STARTING EXERCISE 13

In [13]:
def pagerank_google(A, m=0.15):
    n = A.shape[0]
    S = np.ones((n, n)) / n
    M = (1 - m) * A + m * S

    w, V = np.linalg.eig(M)
    k = np.argmin(np.abs(w - 1))
    x = V[:, k].real
    if x.sum() < 0:
        x = -x
    x = x / x.sum()
    return x

# Exercise 13 web (two subwebs)
n = 6
edges = [
    # Subweb A: {1,2,3}
    (1,2),(2,3),(3,1),(1,3),(3,2),

    # Subweb B: {4,5}
    (4,5),(5,4),

    # Page 6 points into both subwebs, no one links to 6
    (6,1),(6,4)
]

A = build_A_dense(n, edges)
x = pagerank_google(A, m=0.15)

ranking = sorted([(i+1, x[i]) for i in range(n)], key=lambda t: -t[1])
print("PageRank vector:", x)
print("Ranking (page, score):")
for p, s in ranking:
    print(p, float(s))


PageRank vector: [0.13924028 0.1877924  0.24380066 0.20495495 0.19921171 0.025     ]
Ranking (page, score):
3 0.24380065661229086
4 0.20495495495495528
5 0.19921171171171184
2 0.18779239766081854
1 0.13924027906022352
6 0.02500000000000001


STARTING EXERCISE 14

## Power Iteration Method
Direct eigenvalue decomposition is computationally expensive for large matrices. Instead, we use the power iteration method, an iterative approach that converges to the dominant eigenvector.
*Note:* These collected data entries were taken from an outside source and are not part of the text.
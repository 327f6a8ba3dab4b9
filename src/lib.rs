//! Simulated field-bus automation network for integration testing
//!
//! This crate behaves like a set of real addressable devices on a
//! building-automation bus: each simulated endpoint exposes a
//! property/object model, answers management-service requests, holds a
//! small set of named datapoint values, and takes part in broadcast-style
//! network procedures. Test suites run against it exactly as they would
//! against physical hardware.
//!
//! # Architecture
//!
//! - **Endpoints** ([`endpoint::Endpoint`]) own their state exclusively: an
//!   interface-object store ([`object::ObjectStore`]), a datapoint value
//!   cache ([`datapoint::DatapointStore`]) and the mode flags in
//!   [`device::EndpointState`].
//! - **Service dispatch** is per request: role behavior
//!   ([`service::sim::SimLogic`]) answers the protocol corners the
//!   conformance tests depend on and declines everything else to an
//!   injected fallback ([`service::logic::DefaultLogic`]).
//! - **The link procedure** ([`service::link::LinkProcedure`]) runs as a
//!   fire-and-forget task negotiating group-object associations with a
//!   peer.
//! - **The transport** ([`transport::BusTransport`]) abstracts the bus; the
//!   in-memory [`transport::virtualbus::VirtualBus`] connects everything
//!   inside one process.
//! - **The driver** ([`driver::NetworkDriver`]) creates the endpoints,
//!   generates periodic read/write traffic and runs the system-broadcast
//!   enable/disable sequence against the gateway's router object.
//!
//! # Usage
//!
//! ```rust,no_run
//! use fieldbus_sim::driver::{DriverConfig, NetworkDriver};
//!
//! #[tokio::main]
//! async fn main() -> Result<(), Box<dyn std::error::Error>> {
//!     let mut driver = NetworkDriver::bootstrap(DriverConfig::default()).await?;
//!     // reads operator commands from stdin until `exit`
//!     driver.run().await?;
//!     Ok(())
//! }
//! ```

pub mod addr;
pub mod datapoint;
pub mod device;
pub mod dpt;
pub mod driver;
pub mod endpoint;
pub mod object;
pub mod platform;
pub mod service;
pub mod transport;

#[cfg(test)]
pub(crate) mod testutil;

pub use addr::{AddrError, BusAddress, DeviceAddress};
pub use datapoint::{Datapoint, DatapointError, DatapointStore};
pub use device::{EndpointState, NetDefaults, SimDevice};
pub use dpt::{DptError, DptId};
pub use driver::{DriverConfig, DriverError, NetworkDriver};
pub use endpoint::Endpoint;
pub use object::{Description, ObjectStore, ObjectType, PropertyError};
pub use service::{Request, Response, ServiceError};
pub use transport::{BusTransport, Medium, TransportError};
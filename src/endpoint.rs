//! One endpoint's service dispatcher
//!
//! An [`Endpoint`] couples a [`SimDevice`] with the logic/fallback pair that
//! answers inbound requests. The device sits behind a `Mutex` held for the
//! whole of each dispatch call, so all mutating operations on one endpoint's
//! stores are serialized even when a transport delivers requests to
//! different endpoints concurrently.

use std::sync::Arc;

use tokio::sync::{Mutex, MutexGuard};

use crate::addr::DeviceAddress;
use crate::device::SimDevice;
use crate::service::logic::{DefaultLogic, RequestCtx, ServiceLogic};
use crate::service::sim::SimLogic;
use crate::service::{Request, Response, ServiceError, Serviced};

/// Offer a request to the role logic, falling through to the injected
/// fallback when declined; yields `Option<T>`
macro_rules! offer {
    ($self:ident, $dev:expr, $method:ident ( $($arg:expr),* )) => {
        match $self.logic.$method($dev, $($arg),*).await? {
            Serviced::Handled(v) => Some(v),
            Serviced::NoResponse => None,
            Serviced::Declined => match $self.fallback.$method($dev, $($arg),*).await? {
                Serviced::Handled(v) => Some(v),
                Serviced::NoResponse | Serviced::Declined => None,
            },
        }
    };
}

/// A simulated endpoint wired to its dispatcher
pub struct Endpoint {
    name: String,
    address: DeviceAddress,
    device: Mutex<SimDevice>,
    logic: Arc<dyn ServiceLogic>,
    fallback: Arc<dyn ServiceLogic>,
}

impl Endpoint {
    /// Endpoint with the standard simulated-role logic over the default
    /// fallback
    pub fn new(name: impl Into<String>, device: SimDevice) -> Arc<Self> {
        let fallback: Arc<dyn ServiceLogic> = Arc::new(DefaultLogic::new());
        let logic = Arc::new(SimLogic::new(fallback.clone()));
        Self::with_logic(name, device, logic, fallback)
    }

    /// Endpoint with explicit logic and fallback strategies
    pub fn with_logic(
        name: impl Into<String>,
        device: SimDevice,
        logic: Arc<dyn ServiceLogic>,
        fallback: Arc<dyn ServiceLogic>,
    ) -> Arc<Self> {
        let address = device.state().address;
        Arc::new(Self {
            name: name.into(),
            address,
            device: Mutex::new(device),
            logic,
            fallback,
        })
    }

    /// Endpoint name, for operator output
    pub fn name(&self) -> &str {
        &self.name
    }

    /// Bus identity
    pub fn address(&self) -> DeviceAddress {
        self.address
    }

    /// Exclusive access to the endpoint's device state
    pub async fn device(&self) -> MutexGuard<'_, SimDevice> {
        self.device.lock().await
    }

    /// Serve one inbound request.
    ///
    /// `Ok(None)` means "no answer", a declined read, a swallowed
    /// indication or a request kind that never answers. Malformed requests
    /// surface as [`ServiceError`]s instead.
    pub async fn dispatch(
        &self,
        req: Request,
        ctx: RequestCtx,
    ) -> Result<Option<Response>, ServiceError> {
        let mut dev = self.device.lock().await;
        let dev = &mut *dev;

        match req {
            Request::GroupRead { addr } => {
                let dp = match dev.datapoints().get(addr) {
                    Some(dp) => dp.clone(),
                    None => return Ok(None),
                };
                let value = offer!(self, dev, request_datapoint_value(&dp));
                match value {
                    Some(v) => Ok(Some(Response::GroupValue(dp.dpt.encode(&v)?))),
                    None => Ok(None),
                }
            }
            Request::GroupWrite { addr, data } => {
                let dp = match dev.datapoints().get(addr) {
                    Some(dp) => dp.clone(),
                    None => return Ok(None),
                };
                let value = dp.dpt.decode(&data)?;
                offer!(self, dev, update_datapoint_value(&dp, value.clone()));
                Ok(None)
            }
            Request::ParameterRead {
                object_type,
                pid,
                info,
            } => {
                let data = offer!(self, dev, read_parameter(object_type, pid, &info, &ctx));
                Ok(data.map(Response::Parameter))
            }
            Request::ParameterWrite {
                object_type,
                pid,
                info,
            } => {
                offer!(self, dev, write_parameter(object_type, pid, &info, &ctx));
                Ok(None)
            }
            Request::AdcRead { channel, reads } => {
                let reading = offer!(self, dev, read_adc(channel, reads));
                Ok(reading.map(Response::Adc))
            }
            Request::Authorize { key } => {
                let level = offer!(self, dev, authorize(key));
                Ok(level.map(Response::Access))
            }
            Request::Restart {
                master_reset,
                erase,
                channel,
            } => {
                let time = offer!(self, dev, restart(master_reset, erase, channel));
                Ok(time.map(Response::RestartTime))
            }
            Request::FuncPropCommand {
                object_index,
                pid,
                data,
            } => {
                let result = offer!(self, dev, function_property_command(object_index, pid, &data));
                Ok(result.map(Response::FuncProp))
            }
            Request::FuncPropStateRead {
                object_index,
                pid,
                data,
            } => {
                let result =
                    offer!(self, dev, read_function_property_state(object_index, pid, &data));
                Ok(result.map(Response::FuncProp))
            }
            Request::Management { svc_type, asdu } => {
                let data = offer!(self, dev, management(svc_type, &asdu, &ctx));
                Ok(data.map(Response::Management))
            }
        }
    }
}
//! Datapoint types and value translation
//!
//! Every datapoint declares a [`DptId`] that fixes both the semantic type and
//! the wire encoding of its value. Values are handled in a string-normalized
//! form ("on", "42", "12.3", ...), the same representation the value cache
//! stores, and translated to/from their byte encoding here.
//!
//! Only the types of the fixed demonstration datapoint set are implemented;
//! the set covers one representative of every encoding size class (1-bit
//! booleans, 3-bit controlled, scaled 8-bit, 16-bit counters, 16- and 32-bit
//! floats, character strings and 16-bit status sets).

use std::fmt;

use bytes::Bytes;
use thiserror::Error;

/// Value translation errors
#[derive(Debug, Clone, PartialEq, Error)]
pub enum DptError {
    /// The string value cannot be parsed for the declared type
    #[error("value {value:?} not valid for type {dpt}")]
    Value {
        /// Type id the value was checked against
        dpt: &'static str,
        /// Offending value
        value: String,
    },

    /// The value parsed but lies outside the encodable range
    #[error("value {value:?} out of range for type {dpt}")]
    Range {
        /// Type id the value was checked against
        dpt: &'static str,
        /// Offending value
        value: String,
    },

    /// Encoded data has the wrong length for the declared type
    #[error("wrong data length for type {dpt}: expected {expected} bytes, got {actual}")]
    Length {
        /// Type id the data was checked against
        dpt: &'static str,
        /// Expected encoded length
        expected: usize,
        /// Actual length received
        actual: usize,
    },
}

/// Datapoint type identifier
///
/// The discriminants mirror the conventional `main.sub` type codes used on
/// building-automation buses; [`DptId::id`] yields the textual code.
#[derive(Debug, Clone, Copy, PartialEq, Eq, Hash)]
#[cfg_attr(feature = "serde", derive(serde::Serialize, serde::Deserialize))]
pub enum DptId {
    /// 1.001, boolean, "off"/"on"
    Switch,
    /// 1.002, boolean, "false"/"true"
    Bool,
    /// 1.003, boolean, "disable"/"enable"
    Enable,
    /// 1.011, boolean, "not occupied"/"occupied"
    Occupancy,
    /// 3.008, blinds step control, "up N"/"down N" with step 0..=7
    ControlBlinds,
    /// 5.001, percentage 0..=100, scaled to one byte
    Scaling,
    /// 7.001, unsigned counter 0..=65535
    Count16,
    /// 7.600, absolute color temperature in kelvin
    ColorTemp,
    /// 9.026, 16-bit float (rain amount)
    Float16,
    /// 14.000, 32-bit IEEE float (acceleration)
    Float32,
    /// 16.001, character string, up to 14 Latin-1 bytes
    Text,
    /// 22.101, heating/cooling controller status, 16-bit set
    RhccStatus,
    /// 22.1000, media set, 16-bit set
    Media,
}
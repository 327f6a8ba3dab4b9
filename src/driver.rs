//! Network driver
//!
//! [`NetworkDriver`] orchestrates the simulated network: it launches the
//! bootstrap platform, creates the programmable and responder endpoints on
//! the shared subnet link, and then runs a periodic traffic loop, toggling
//! a boolean datapoint, stepping a scaled counter, and exercising the
//! system-broadcast sequence against the gateway's router object.
//!
//! The broadcast-mode enable/disable pair is managed by
//! [`with_system_broadcast`]: enabling acquires, the batch runs, and the
//! disable command is sent on every exit path, so the gateway is never left
//! in system-broadcast mode by a failing batch.
//!
//! Operator commands arrive on standard input: `exit` ends the loop, `stat`
//! prints the orchestration status, anything else is ignored. An idle
//! timeout re-polls without blocking, so traffic keeps flowing with no
//! operator attached.

use std::future::Future;
use std::io::BufRead;
use std::sync::Arc;
use std::time::Duration;

use bytes::Bytes;
use chrono::{DateTime, Local};
use thiserror::Error;
use tokio::sync::mpsc;

use crate::addr::{BusAddress, DeviceAddress};
use crate::device::{
    NetDefaults, SetupError, SimDevice, GATEWAY_DEVICE, PROGRAMMABLE_DEVICE, RESPONDER_DEVICE,
};
use crate::dpt::{DptError, DptId};
use crate::endpoint::Endpoint;
use crate::object::{pid, ObjectType};
use crate::platform::Platform;
use crate::service::Request;
use crate::transport::virtualbus::VirtualBus;
use crate::transport::{BusTransport, Medium, TransportError};

/// Loop interval of the read/write traffic keeping the network "live"
pub const UPDATE_INTERVAL: Duration = Duration::from_secs(10);

/// Datapoint toggled by the traffic generator
const TRAFFIC_SWITCH: BusAddress = BusAddress::new(1, 0, 1);

/// Datapoint carrying the cyclic counter
const TRAFFIC_COUNTER: BusAddress = BusAddress::new(1, 0, 3);

/// Driver configuration, resolved once at process start
#[derive(Debug, Clone)]
pub struct DriverConfig {
    /// Medium of the virtual subnet
    pub medium: Medium,
    /// Interval between traffic ticks
    pub update_interval: Duration,
    /// Whether the read/write traffic generator runs
    pub generate_traffic: bool,
    /// Whether each tick runs the system-broadcast sequence
    pub system_broadcasts: bool,
}

impl Default for DriverConfig {
    fn default() -> Self {
        Self {
            medium: Medium::Tp,
            update_interval: UPDATE_INTERVAL,
            generate_traffic: true,
            system_broadcasts: true,
        }
    }
}

/// Driver failures; these abort the driver rather than one operation
#[derive(Debug, Error)]
pub enum DriverError {
    /// The platform came up without a gateway
    #[error("gateway not started")]
    GatewayUnavailable,

    /// The platform offers no subnet to attach endpoints to
    #[error("no subnet connector available")]
    NoSubnet,

    /// Endpoint construction failed
    #[error(transparent)]
    Setup(#[from] SetupError),

    /// The shared link rejected an operation during bootstrap
    #[error(transparent)]
    Transport(#[from] TransportError),

    /// Traffic value translation failed
    #[error(transparent)]
    Value(#[from] DptError),
}

/// Orchestrates endpoints, synthetic traffic and the broadcast sequence
pub struct NetworkDriver {
    config: DriverConfig,
    link: Arc<VirtualBus>,
    gateway: Arc<Endpoint>,
    router_object_index: u8,
    started_at: DateTime<Local>,
    ticks: u64,
    toggle: bool,
    counter: u8,
}

impl NetworkDriver {
    /// Launch the platform and build the simulated network on top of it
    pub async fn bootstrap(config: DriverConfig) -> Result<Self, DriverError> {
        let net = NetDefaults::resolve();
        let platform = Platform::launch(config.medium, &net).await;
        Self::from_platform(platform, config, &net).await
    }

    /// Build the network on an already-launched platform.
    ///
    /// Fails when the platform has no gateway or no subnet; both are fatal
    /// startup conditions.
    pub async fn from_platform(
        platform: Platform,
        config: DriverConfig,
        net: &NetDefaults,
    ) -> Result<Self, DriverError> {
        let gateway = platform.gateway().ok_or(DriverError::GatewayUnavailable)?;
        let link = platform
            .subnet_connectors()
            .first()
            .ok_or(DriverError::NoSubnet)?
            .subnet_link();

        Self::create_device(&link, PROGRAMMABLE_DEVICE, config.medium, net).await?;
        Self::create_device(&link, RESPONDER_DEVICE, config.medium, net).await?;

        let router_object_index = gateway
            .device()
            .await
            .objects()
            .lookup(ObjectType::Router, 1)
            .map(|o| o.index() as u8)
            .ok_or(DriverError::GatewayUnavailable)?;

        // message-server properties checked by mode-switch testing
        {
            let mut dev = gateway.device().await;
            let objects = dev.objects_mut();
            for (pid_, value) in [(pid::SERVER_SUPPORT, 1u8), (pid::COMM_MODE, 0)] {
                if let Err(e) =
                    objects.set_property(ObjectType::CemiServer, 1, pid_, 1, 1, &[value])
                {
                    log::warn!("gateway mode property {}: {}", pid_, e);
                }
            }
        }

        Ok(Self {
            config,
            link,
            gateway,
            router_object_index,
            started_at: Local::now(),
            ticks: 0,
            toggle: true,
            counter: 13,
        })
    }

    async fn create_device(
        link: &Arc<VirtualBus>,
        address: DeviceAddress,
        medium: Medium,
        net: &NetDefaults,
    ) -> Result<Arc<Endpoint>, DriverError> {
        let device = SimDevice::new(address, medium, net)?;
        let endpoint = Endpoint::new(format!("Device-{}", address.device()), device);
        link.attach(endpoint.clone()).await?;
        Ok(endpoint)
    }

    /// Run the console loop until `exit` or end of input
    pub async fn run(&mut self) -> Result<(), DriverError> {
        println!("Test network is up and running");

        let mut lines = spawn_stdin_reader();
        loop {
            match tokio::time::timeout(self.config.update_interval, lines.recv()).await {
                Ok(Some(line)) => match line.as_str() {
                    "exit" => break,
                    "stat" => println!("{}", self.status().await),
                    // other non-empty input is ignored
                    _ => {}
                },
                // stdin closed; keep only the idle traffic running would
                // leave no way to stop the driver, so treat it like exit
                Ok(None) => break,
                // idle timeout: fall through to the traffic tick
                Err(_) => {}
            }
            self.tick().await;
        }
        Ok(())
    }

    /// One traffic round: toggle, count, read back, broadcast sequence.
    ///
    /// Transport failures are reported per operation and never stop the
    /// loop.
    pub async fn tick(&mut self) {
        self.ticks += 1;

        if self.config.generate_traffic {
            self.toggle = !self.toggle;
            let value = if self.toggle { "true" } else { "false" };
            if let Err(e) = self.write_read(TRAFFIC_SWITCH, DptId::Bool, value).await {
                log::warn!("traffic on {}: {}", TRAFFIC_SWITCH, e);
            }

            self.counter = (self.counter + 1) % 101;
            let value = self.counter.to_string();
            if let Err(e) = self.write_read(TRAFFIC_COUNTER, DptId::Scaling, &value).await {
                log::warn!("traffic on {}: {}", TRAFFIC_COUNTER, e);
            }
        }

        if self.config.system_broadcasts {
            send_system_broadcasts(self.link.as_ref(), self.router_object_index).await;
        }
    }

    async fn write_read(
        &self,
        addr: BusAddress,
        dpt: DptId,
        value: &str,
    ) -> Result<(), DriverError> {
        self.link.group_write(addr, dpt.encode(value)?).await?;
        let back = self.link.group_read(addr).await?;
        log::debug!("{} reads back as {}", addr, dpt.decode(&back)?);
        Ok(())
    }

    /// Human-readable orchestration status for the `stat` command
    pub async fn status(&self) -> String {
        let uptime = Local::now().signed_duration_since(self.started_at);
        let sbc = {
            let dev = self.gateway.device().await;
            match dev
                .objects()
                .get_property_at(self.router_object_index as usize, pid::SBC_CONTROL, 1, 1)
            {
                Ok(data) if data.first() == Some(&1) => "enabled",
                Ok(_) => "disabled",
                Err(_) => "unknown",
            }
        };
        let mut out = format!(
            "gateway {} up since {} ({} s), {} tick(s), system broadcast {}",
            self.gateway.address(),
            self.started_at.format("%Y-%m-%d %H:%M:%S"),
            uptime.num_seconds(),
            self.ticks,
            sbc,
        );
        for endpoint in self.link.endpoints().await {
            out.push_str(&format!("\n  {}  {}", endpoint.address(), endpoint.name()));
        }
        out
    }
}

/// Run `batch` with the gateway's system-broadcast mode enabled.
///
/// The enable command precedes the batch, the disable command follows it on
/// every exit path, and failures of either command are reported but never
/// break the pairing.
pub async fn with_system_broadcast<T, F, Fut>(
    bus: &dyn BusTransport,
    router_object_index: u8,
    batch: F,
) -> T
where
    F: FnOnce() -> Fut,
    Fut: Future<Output = T>,
{
    send_sbc_control(bus, router_object_index, 1).await;
    let result = batch().await;
    send_sbc_control(bus, router_object_index, 0).await;
    result
}

async fn send_sbc_control(bus: &dyn BusTransport, router_object_index: u8, mode: u8) {
    let req = Request::FuncPropCommand {
        object_index: router_object_index,
        pid: pid::SBC_CONTROL,
        data: Bytes::copy_from_slice(&[0, 0, mode]),
    };
    if let Err(e) = bus.send(GATEWAY_DEVICE, req).await {
        log::warn!("system broadcast control ({}) failed: {}", mode, e);
    }
}

/// The system-broadcast sequence: a batch of system-wide parameter reads
/// bracketed by the enable/disable pair.
///
/// Timeouts are expected, most questions have no answering device, and
/// are treated as "no answer", not as failures.
pub async fn send_system_broadcasts(bus: &dyn BusTransport, router_object_index: u8) {
    let batch = [
        // network-wide serial-number question
        (0u16, pid::SERIAL_NUMBER, 1u8),
        // the following are expected to be forwarded point-to-point
        (1, pid::SERIAL_NUMBER, 1),
        (0, 40, 1),
        (0, pid::SERIAL_NUMBER, 0),
    ];
    with_system_broadcast(bus, router_object_index, move || async move {
        for (object_type, pid_, operand) in batch {
            match bus.system_parameter_read(object_type, pid_, operand).await {
                Ok(data) => log::info!(
                    "system parameter (object type {}, pid {}): {:02x?}",
                    object_type,
                    pid_,
                    data.as_ref()
                ),
                Err(TransportError::NoAnswer { .. } | TransportError::Timeout(_)) => {
                    log::debug!("no answer for system parameter (object type {}, pid {})",
                        object_type, pid_);
                }
                Err(e) => log::warn!("system parameter read failed: {}", e),
            }
        }
    })
    .await;
}

fn spawn_stdin_reader() -> mpsc::UnboundedReceiver<String> {
    let (tx, rx) = mpsc::unbounded_channel();
    std::thread::spawn(move || {
        let stdin = std::io::stdin();
        for line in stdin.lock().lines() {
            let line = match line {
                Ok(line) => line.trim().to_string(),
                Err(_) => break,
            };
            if line.is_empty() {
                continue;
            }
            if tx.send(line).is_err() {
                break;
            }
        }
    });
    rx
}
Starting from an initial probability vector ( x^{(0)} ), the iteration is defined as:

[ x^{(k+1)} = M x^{(k)} ]

Under mild conditions, this sequence converges to the unique PageRank vector.

In [14]:
n = 5
edges = [
    (1,2),(1,3),(1,4),
    (2,3),(2,4),
    (3,1),(3,5),
    (4,1),(4,3),
    (5,3)
]

outdeg = np.zeros(n+1, dtype=int)
for s,d in edges:
    outdeg[s] += 1

A = np.zeros((n,n), float)
for s,d in edges:
    A[d-1, s-1] += 1.0/outdeg[s]

m = 0.15
S = np.ones((n,n))/n
M = (1-m)*A + m*S

# steady-state eigenvector q for eigenvalue 1
eigvals, eigvecs = np.linalg.eig(M)
k = np.argmin(np.abs(eigvals - 1))
q = eigvecs[:,k].real
if q.sum() < 0:
    q = -q
q = q / q.sum()

# pick an x0 "not too close" to q: all mass on page 1
x0 = np.zeros(n); x0[0] = 1.0

def l1(v): return float(np.sum(np.abs(v)))

def Mkx(k):
    x = x0.copy()
    for _ in range(k):
        x = M @ x
    return x

# requested k values
Ks = [1,5,10,50]

# errors and ratios
err0 = l1(x0 - q)
results = []
for k in Ks:
    xk = Mkx(k)
    errk = l1(xk - q)
    if k == 1:
        ratio = errk / err0
    else:
        ratio = errk / l1(Mkx(k-1) - q)
    results.append((k, errk, ratio))

# c = max_j |1 - 2 min_i M_ij|
mins = M.min(axis=0)
c = float(np.max(np.abs(1 - 2*mins)))

# |lambda2|
abs_sorted = sorted(np.abs(eigvals), reverse=True)
lambda2_abs = abs_sorted[1]

print("q =", q)
print("results (k, ||M^k x0 - q||_1, ratio):")
for row in results:
    print(row)
print("c =", c)
print("|lambda2| =", lambda2_abs)


q = [0.23714058 0.09718983 0.34889409 0.13849551 0.17827999]
results (k, ||M^k x0 - q||_1, ratio):
(1, 0.7819626528604117, 0.5125208081930114)
(5, 0.006871410715895657, 0.3227085473885674)
(10, 0.000304371655339461, 0.5245287479654996)
(50, 7.437800375598158e-13, 0.6112986746355819)
c = 0.94
|lambda2| = 0.6112685063651938


## Conclusion

This notebook demonstrates how PageRank naturally emerges from linear algebra concepts.
By combining eigenvector theory with stochastic processes, we obtain a mathematically elegant and computationally efficient ranking algorithm.

The approach scales well and forms the foundation of modern web search engines.